La Imagen : Escalera de caracol en la torre de la Basílica de Santa María la Mayor (Pontevedra)
Una de las más permanentes características del ser humano es la movilidad, tanto la puramente mecánica, física, como la interna o psicológica. Y esto es así desde los orígenes mismos de la especie. Nos movemos con el cuerpo y con la mente, con o sin consciencia de ello. Los filósofos primeros griegos, esos a los que conocemos como “presocráticos”, no están en realidad discurriendo ni los unos contra los otros, ni tampoco en distintas dimensiones del pensamiento. Todos ellos “contemplaban” un determinado aspecto de la realidad, (más o menos intrínseca) del ser. O del existir, si así lo prefieren. Y en tal sentido podemos considerar que las cosas están en constante lucha las unas con otras, a la vez que en plena armonía todas con todas. Y también añado de paso que ahora veo todo ser como un existir y también a la inversa, en el sentido este : lo que es, existe; y lo que existe, es.
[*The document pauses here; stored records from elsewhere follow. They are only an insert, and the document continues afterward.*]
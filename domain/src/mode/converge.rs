//! Converge ("decisive") mode
//!
//! Frames Round 1 as taking a strong position, Round 2 as surfacing
//! disagreements, Round 3 as challenging weak arguments, and Round 4 as
//! issuing ONE definitive recommendation. May terminate the debate early
//! once the panel's consensus confidence clears the threshold.

use super::{json_only, positions_block, question_block, synthesis_block, ModeStrategy,
            PromptVersions};
use crate::agent::Agent;
use crate::consult::artifact::{CrossExamArtifact, IndependentArtifact, SynthesisArtifact};
use crate::core::question::Question;

const INDEPENDENT_SCHEMA: &str = r#"{
  "position": "one-sentence statement of your stance",
  "key_points": ["supporting point", "..."],
  "rationale": "a paragraph of reasoning",
  "confidence": 0.0
}"#;

const SYNTHESIS_SCHEMA: &str = r#"{
  "consensus_points": [
    {"point": "statement all or most agents back",
     "supporting_agents": ["AgentName"],
     "confidence": 0.0}
  ],
  "tensions": [
    {"topic": "the disagreement",
     "viewpoints": [{"agent_id": "AgentName", "viewpoint": "their stance"}]}
  ],
  "priority_order": ["most important topic first"]
}"#;

const CROSS_EXAM_SCHEMA: &str = r#"{
  "challenges": [
    {"challenger": "your name",
     "target": "AgentName or Consensus",
     "challenge": "the specific weakness",
     "evidence": ["supporting fact"]}
  ],
  "rebuttals": [{"agent": "your name", "rebuttal": "defense of your position"}],
  "unresolved": ["question still open"]
}"#;

// The scratchpad comes first so the model reasons before committing.
const VERDICT_SCHEMA: &str = r#"{
  "_analysis": "scratchpad: weigh the strongest arguments BEFORE deciding",
  "recommendation": "exactly ONE definitive decision",
  "confidence": 0.0,
  "evidence": ["decisive argument"],
  "dissent": [{"agent": "AgentName", "concern": "their objection", "severity": "low|medium|high"}]
}"#;

/// Default consensus-confidence threshold for early termination.
pub const DEFAULT_EARLY_TERMINATION_THRESHOLD: f64 = 0.95;

/// The decisive strategy.
#[derive(Debug, Clone)]
pub struct ConvergeMode {
    early_termination_threshold: f64,
}

impl ConvergeMode {
    pub fn new(early_termination_threshold: f64) -> Self {
        Self {
            early_termination_threshold,
        }
    }

    pub fn threshold(&self) -> f64 {
        self.early_termination_threshold
    }
}

impl Default for ConvergeMode {
    fn default() -> Self {
        Self::new(DEFAULT_EARLY_TERMINATION_THRESHOLD)
    }
}

impl ModeStrategy for ConvergeMode {
    fn name(&self) -> &'static str {
        "converge"
    }

    fn prompt_versions(&self) -> PromptVersions {
        PromptVersions {
            independent: "converge.independent.v2".into(),
            synthesis: "converge.synthesis.v2".into(),
            cross_exam: "converge.cross_exam.v2".into(),
            verdict: "converge.verdict.v3".into(),
        }
    }

    fn independent_prompt(&self, question: &Question, agent: &Agent) -> String {
        format!(
            "{q}\nAs {name} ({role}), take a STRONG position on this question. \
             Commit to a single stance and defend it; do not hedge across options. \
             State your confidence honestly.\n{schema}",
            q = question_block(question),
            name = agent.name,
            role = agent.role,
            schema = json_only(INDEPENDENT_SCHEMA),
        )
    }

    fn synthesis_prompt(&self, question: &Question, artifacts: &[IndependentArtifact]) -> String {
        format!(
            "{q}\nThe expert panel answered independently:\n{positions}\n\
             Find the disagreements and conflicts between these positions. \
             Identify what the panel genuinely agrees on, name every tension \
             explicitly, and rank the open topics by how much they matter to \
             the final decision.\n{schema}",
            q = question_block(question),
            positions = positions_block(artifacts),
            schema = json_only(SYNTHESIS_SCHEMA),
        )
    }

    fn cross_exam_prompt(
        &self,
        question: &Question,
        own: &IndependentArtifact,
        synthesis: &SynthesisArtifact,
    ) -> String {
        format!(
            "{q}\nYour original position was:\n{own}\n\nThe moderator's synthesis \
             of the whole panel:\n{synth}\n\nChallenge the weak arguments. Attack \
             the flimsiest reasoning in the synthesis or in other agents' \
             positions, with evidence. Defend your own position only where it was \
             genuinely mischaracterised.\n{schema}",
            q = question_block(question),
            own = serde_json::to_string_pretty(own).unwrap_or_default(),
            synth = synthesis_block(synthesis),
            schema = json_only(CROSS_EXAM_SCHEMA),
        )
    }

    fn cross_exam_synthesis_prompt(
        &self,
        question: &Question,
        responses: &[(String, String)],
    ) -> String {
        let mut body = String::new();
        for (agent, content) in responses {
            body.push_str(&format!("\n--- {} ---\n{}\n", agent, content));
        }
        format!(
            "{q}\nThe panel cross-examined each other:\n{body}\n\
             Consolidate the exchange into one record: every challenge raised, \
             every rebuttal offered, and what remains unresolved.\n{schema}",
            q = question_block(question),
            body = body,
            schema = json_only(CROSS_EXAM_SCHEMA),
        )
    }

    fn verdict_prompt(
        &self,
        question: &Question,
        synthesis: &SynthesisArtifact,
        cross_exam: &CrossExamArtifact,
    ) -> String {
        format!(
            "{q}\nSynthesis of the panel:\n{synth}\n\nCross-examination record:\n{exam}\n\n\
             Issue ONE definitive recommendation. Fill the _analysis scratchpad \
             first, weighing the surviving arguments, then commit to exactly one \
             decision. Record every dissenting concern with its severity.\n{schema}",
            q = question_block(question),
            synth = synthesis_block(synthesis),
            exam = serde_json::to_string_pretty(cross_exam).unwrap_or_default(),
            schema = json_only(VERDICT_SCHEMA),
        )
    }

    fn should_terminate_early(&self, confidence: f64, round: u8) -> bool {
        round >= 2 && confidence >= self.early_termination_threshold
    }
}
La vida considerada desde esta perspectiva es un inexcusable viaje, tanto si la abordamos como hizo Immanuel Kant, que nació y vivió y murió (1724 – 1804) en la ciudad de Königsberg sin haberse alejado, en toda su vida, más allá de 150 kilómetros de la ciudad natal. Y todo ello en el siglo de los viajes por excelencia, el siglo XVIII. Pero, ¿y si en lugar de ese caso de obstinada permanencia en el lugar donde nace miramos su obra intelectual?
¡Ah, entonces las cosas cambian, cambian radicalmente! En Kant tenemos un ejemplo de “vida de quietud” en lo que al viajar se refiere, y de “constante inquietud” en lo intelectual, en lo que al pensar atañe. ¿Ponemos a Kant frente a Herman Melville, éste ya de lleno en el siglo XIX?
No es preciso hacer tal cosa, así que digamos como ese enigmático personaje de Melville que es Bartleby : “Preferiría no hacerlo”. Y no es preciso hacer esto porque tenemos tal cantidad de ejemplos históricos, unos más famosos y otros menos, unos ficticios y otros tomados de la realidad de carne y sangre y alma que se dieron a la vida andariega, que poner ejemplos se nos antoja innecesario. Ahora bien, hay esto :
Quietos o moviéndonos, siempre en el “propio rincón”(como el villano de la obra de Lope de Vega), o siempre de acá para allá, (como los pícaros del mismo siglo del ilustre dramaturgo), hay que saber que en uno y otro caso es preciso abordar un tipo de movimiento que es, a la vez, quietud e inquietud : el movimiento del ascenso progresivo, como el que sugiere la imagen de arriba, la escalera de caracol.
Lo queramos o no, la vida obliga a un modo de progreso que hace que los seres humanos, desde el mismo inicio de la especie, es como eso que se representa con un saludo en lo que era ( y es ) el Camino de Santiago : “Ultreia”, palabra que viene a significar más o menos algo así como un “plus ultra” : Más Allá, “sigue adelante”, el camino está allá, más allá : siempre.
El ser humano desde que nace se ve empujado a crecer y andar, pues es que creciendo acaba por andar, y andando y más y más andando se acaba por crecer. Crecer adentro de uno mismo, sobre todo. Crecer hasta alcanzar esa cima desde la que se ven las luces de las estrellas, que tal es, según pienso, el sino de nuestra especie.
(Ultreia y Suseia, eran los saludos entre los peregrinos del Camino : “más allá y más arriba”. O sea : allá donde la luz está).
Preciosa reflexión. El movimiento ascendente marca al ser humano. Es su objetivo vital. Aristóteles veía la felicidad como una actividad y no como un estado. También ascendiendo por esa escalera de caracol podemos encontrar la felicidad del conocimiento y la experiencia.